Antony Samson
Tram 15
I.
Terwijl ik de tijd dood
zijn haar vingers hem te snel af.
Lange nagels kleuren bloed en zwart
naargelang de lichtinval.
Slaafs volgen duimen gedachten
die staan te drummen in volzinnen
om in letters en woordsuggesties
te verschijnen op haar scherm.
De tram kreunt onder het gewicht
van alle vermoedens aan boord:
wat zet haar taal in gang?
We duiken ondergronds.
Haar lippen keren inwaarts,
haar hand gaat naar haar mond.
***
II.
Deze man is een stoel voor zijn rugzak.
De rug gebogen, zijn blik bevroren.
Heeft iemand hier vuur voor zijn ogen?
Op mij moet hij niet rekenen.
Zijn knieën kleven samen. Niemand wil
in stukken vallen op een tram
waar de ruimte ontbreekt
voor drama. In zijn mondhoek hangt
de bui die vanochtend werd voorspeld.
De rugzak staat bekend
voor levenslange garantie.
Die hem dragen moet staat op
kraken als het likje ijs op een plas.
Het meisje naast hem tekent
met haar vinger op het vensterglas.
Haar adem is haar palet,
zijn zucht blijft onbenut.
***
Filmscène
Het rolgordijn hangt halverwege als zware oogleden.

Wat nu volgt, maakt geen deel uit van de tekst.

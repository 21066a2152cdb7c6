//! Observability
//!
//! Logging, metrics, and the structured event stream emitted while an
//! operator works through the ingress procedure.

pub mod events;
pub mod logging;
pub mod metrics;

pub use events::{Event, EventEmitter};
pub use logging::{LogFormat, init_logging};
pub use metrics::init_metrics;
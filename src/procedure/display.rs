//! Output sinks for the procedure engine
//!
//! The engine writes one instruction line and one "needs operator action"
//! flag per control point. Rendering is the host's concern; [`Panel`] keeps
//! the latest values in memory.

use std::collections::BTreeMap;

use super::signal::ControlPoint;

/// Receives instruction text and indicator states from the engine.
pub trait ProcedureDisplay {
    /// Replaces the current instruction line.
    fn set_instruction(&mut self, text: &str);

    /// Sets whether `control` needs operator action.
    fn set_indicator(&mut self, control: ControlPoint, needs_action: bool);
}

/// In-memory display holding the latest instruction and indicator states.
#[derive(Debug, Clone, Default, PartialEq, Eq)]
pub struct Panel {
    instruction: String,
    indicators: BTreeMap<ControlPoint, bool>,
    revision: u64,
}

impl Panel {
    /// Creates a blank panel.
    #[must_use]
    pub fn new() -> Self {
        Self::default()
    }

    /// Latest instruction line.
    #[must_use]
    pub fn instruction(&self) -> &str {
        &self.instruction
    }

    /// Latest state of a control point, `None` if never written.
    #[must_use]
    pub fn indicator(&self, control: ControlPoint) -> Option<bool> {
        self.indicators.get(&control).copied()
    }

    /// Control points currently flagged, in panel order.
    #[must_use]
    pub fn flagged(&self) -> Vec<ControlPoint> {
        self.indicators
            .iter()
            .filter_map(|(&control, &on)| on.then_some(control))
            .collect()
    }

    /// Incremented whenever a write changes what the panel shows.
    #[must_use]
    pub const fn revision(&self) -> u64 {
        self.revision
    }
}

impl ProcedureDisplay for Panel {
    fn set_instruction(&mut self, text: &str) {
        if self.instruction != text {
            text.clone_into(&mut self.instruction);
            self.revision += 1;
        }
    }

    fn set_indicator(&mut self, control: ControlPoint, needs_action: bool) {
        if self.indicators.insert(control, needs_action) != Some(needs_action) {
            self.revision += 1;
        }
    }
}
//! Step gates
//!
//! A gate is the precondition a step waits on: an ordered list of
//! conditions over the current telemetry snapshot. Evaluation stops at the
//! first unmet condition. A condition whose subsystem document is absent is
//! unmet; gates never fail.

use crate::telemetry::{EvaSlot, TelemetrySnapshot};

use super::signal::{DcuControl, Reading, UiaSignal};

/// A single precondition over telemetry.
#[derive(Debug, Clone, PartialEq)]
pub enum Condition {
    /// A UIA boolean must equal `target`.
    Control {
        /// Observed field
        signal: UiaSignal,
        /// Required value
        target: bool,
    },
    /// A DCU switch of `slot` must be in `mode`.
    ///
    /// When unmet, the prompt names the mode to select.
    Switch {
        /// Suit whose DCU is read
        slot: EvaSlot,
        /// Switch
        control: DcuControl,
        /// Required mode
        mode: bool,
    },
    /// Every reading must be strictly below `limit`.
    ///
    /// Always prompts with the live readings.
    Below {
        /// Readings compared against the limit
        readings: Vec<Reading>,
        /// Exclusive upper bound
        limit: f64,
    },
}

impl Condition {
    /// Evaluates the condition against a snapshot.
    #[must_use]
    pub fn evaluate(&self, snapshot: &TelemetrySnapshot) -> Evaluation {
        match self {
            Self::Control { signal, target } => Evaluation {
                satisfied: signal.read(snapshot) == Some(*target),
                prompt: None,
            },
            Self::Switch {
                slot,
                control,
                mode,
            } => {
                if control.read(*slot, snapshot) == Some(*mode) {
                    Evaluation::satisfied()
                } else {
                    Evaluation {
                        satisfied: false,
                        prompt: Some(format!(
                            "Switch {} DCU {} to {}.",
                            slot.label(),
                            control.name(),
                            control.mode_name(*mode)
                        )),
                    }
                }
            }
            Self::Below { readings, limit } => {
                let values: Vec<Option<f64>> =
                    readings.iter().map(|reading| reading.read(snapshot)).collect();
                let satisfied = !values.is_empty()
                    && values
                        .iter()
                        .all(|value| matches!(value, Some(v) if *v < *limit));
                Evaluation {
                    satisfied,
                    prompt: Some(readings_prompt(readings, &values, *limit)),
                }
            }
        }
    }
}

/// Renders `EV-1 O2 primary: 35, O2 secondary: 40 (target < 10)`.
fn readings_prompt(readings: &[Reading], values: &[Option<f64>], limit: f64) -> String {
    let slot = readings.first().map_or(EvaSlot::Eva1, |reading| reading.slot());
    let parts: Vec<String> = readings
        .iter()
        .zip(values)
        .map(|(reading, value)| {
            value.map_or_else(
                || format!("{}: n/a", reading.label()),
                |v| format!("{}: {v}", reading.label()),
            )
        })
        .collect();
    format!("{} {} (target < {limit})", slot.label(), parts.join(", "))
}

/// Outcome of evaluating a condition or gate.
#[derive(Debug, Clone, PartialEq, Eq)]
pub struct Evaluation {
    /// Whether the precondition holds
    pub satisfied: bool,
    /// Text that replaces the step instruction, if any
    pub prompt: Option<String>,
}

impl Evaluation {
    /// A satisfied evaluation with no prompt.
    #[must_use]
    pub const fn satisfied() -> Self {
        Self {
            satisfied: true,
            prompt: None,
        }
    }
}

/// Ordered conjunction of conditions. An empty gate is always satisfied.
#[derive(Debug, Clone, PartialEq, Default)]
pub struct Gate {
    conditions: Vec<Condition>,
}

impl Gate {
    /// A gate that is always satisfied.
    #[must_use]
    pub const fn always() -> Self {
        Self {
            conditions: Vec::new(),
        }
    }

    /// A gate over the given conditions, checked in order.
    #[must_use]
    pub const fn all(conditions: Vec<Condition>) -> Self {
        Self { conditions }
    }

    /// Conditions in evaluation order.
    #[must_use]
    pub fn conditions(&self) -> &[Condition] {
        &self.conditions
    }

    /// Returns whether the gate has no conditions.
    #[must_use]
    pub fn is_trivial(&self) -> bool {
        self.conditions.is_empty()
    }

    /// Evaluates conditions in order, stopping at the first unmet one.
    #[must_use]
    pub fn evaluate(&self, snapshot: &TelemetrySnapshot) -> Evaluation {
        for condition in &self.conditions {
            let evaluation = condition.evaluate(snapshot);
            if !evaluation.satisfied {
                return evaluation;
            }
        }
        Evaluation::satisfied()
    }
}

/// Condition constructors for the gating rules used by suit procedures.
///
/// The oxygen-source, comm-channel, fan-source, and CO2-bank switches are
/// not wired into any ingress step.
pub mod predicates {
    use super::{Condition, DcuControl, EvaSlot, Reading, UiaSignal};

    /// Oxygen tanks count as depleted strictly below this storage reading.
    pub const OXYGEN_DEPLETED_LIMIT: f64 = 10.0;

    /// Coolant counts as depleted strictly below this reading.
    pub const COOLANT_DEPLETED_LIMIT: f64 = 5.0;

    /// A UIA boolean must equal `target`.
    #[must_use]
    pub const fn uia(signal: UiaSignal, target: bool) -> Condition {
        Condition::Control { signal, target }
    }

    /// Battery source: umbilical (`true`) or local.
    #[must_use]
    pub const fn dcu_batt(slot: EvaSlot, umbilical: bool) -> Condition {
        dcu(slot, DcuControl::Batt, umbilical)
    }

    /// Oxygen source: primary (`true`) or secondary.
    #[must_use]
    pub const fn dcu_oxy(slot: EvaSlot, primary: bool) -> Condition {
        dcu(slot, DcuControl::Oxy, primary)
    }

    /// Comm channel: A (`true`) or B.
    #[must_use]
    pub const fn dcu_comm(slot: EvaSlot, channel_a: bool) -> Condition {
        dcu(slot, DcuControl::Comm, channel_a)
    }

    /// Fan source: primary (`true`) or secondary.
    #[must_use]
    pub const fn dcu_fan(slot: EvaSlot, primary: bool) -> Condition {
        dcu(slot, DcuControl::Fan, primary)
    }

    /// Pump position: open (`true`) or closed.
    #[must_use]
    pub const fn dcu_pump(slot: EvaSlot, open: bool) -> Condition {
        dcu(slot, DcuControl::Pump, open)
    }

    /// CO2 scrubber bank: A (`true`) or B.
    #[must_use]
    pub const fn dcu_co2(slot: EvaSlot, bank_a: bool) -> Condition {
        dcu(slot, DcuControl::Co2, bank_a)
    }

    /// Both oxygen tanks of `slot` below [`OXYGEN_DEPLETED_LIMIT`].
    #[must_use]
    pub fn oxygen_depleted(slot: EvaSlot) -> Condition {
        Condition::Below {
            readings: vec![
                Reading::OxyPrimaryStorage(slot),
                Reading::OxySecondaryStorage(slot),
            ],
            limit: OXYGEN_DEPLETED_LIMIT,
        }
    }

    /// Coolant of `slot` below [`COOLANT_DEPLETED_LIMIT`].
    #[must_use]
    pub fn coolant_depleted(slot: EvaSlot) -> Condition {
        Condition::Below {
            readings: vec![Reading::Coolant(slot)],
            limit: COOLANT_DEPLETED_LIMIT,
        }
    }

    const fn dcu(slot: EvaSlot, control: DcuControl, mode: bool) -> Condition {
        Condition::Switch {
            slot,
            control,
            mode,
        }
    }
}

Achter het glasraam lachen jullie in kleermakerszit
op de mat die ons doen en laten al jaren verzamelt.
Dobbelogen rollen in een speldoos, kamerplanten kijken mee
over jullie schouders. In de auto met een hand om het stuur
geklemd, draai ik de volumeknop open voor meer drama.
Violen en gitaren zwellen aan met kindergebaren,
ze orkestreren de climax van een schemerlichtscène.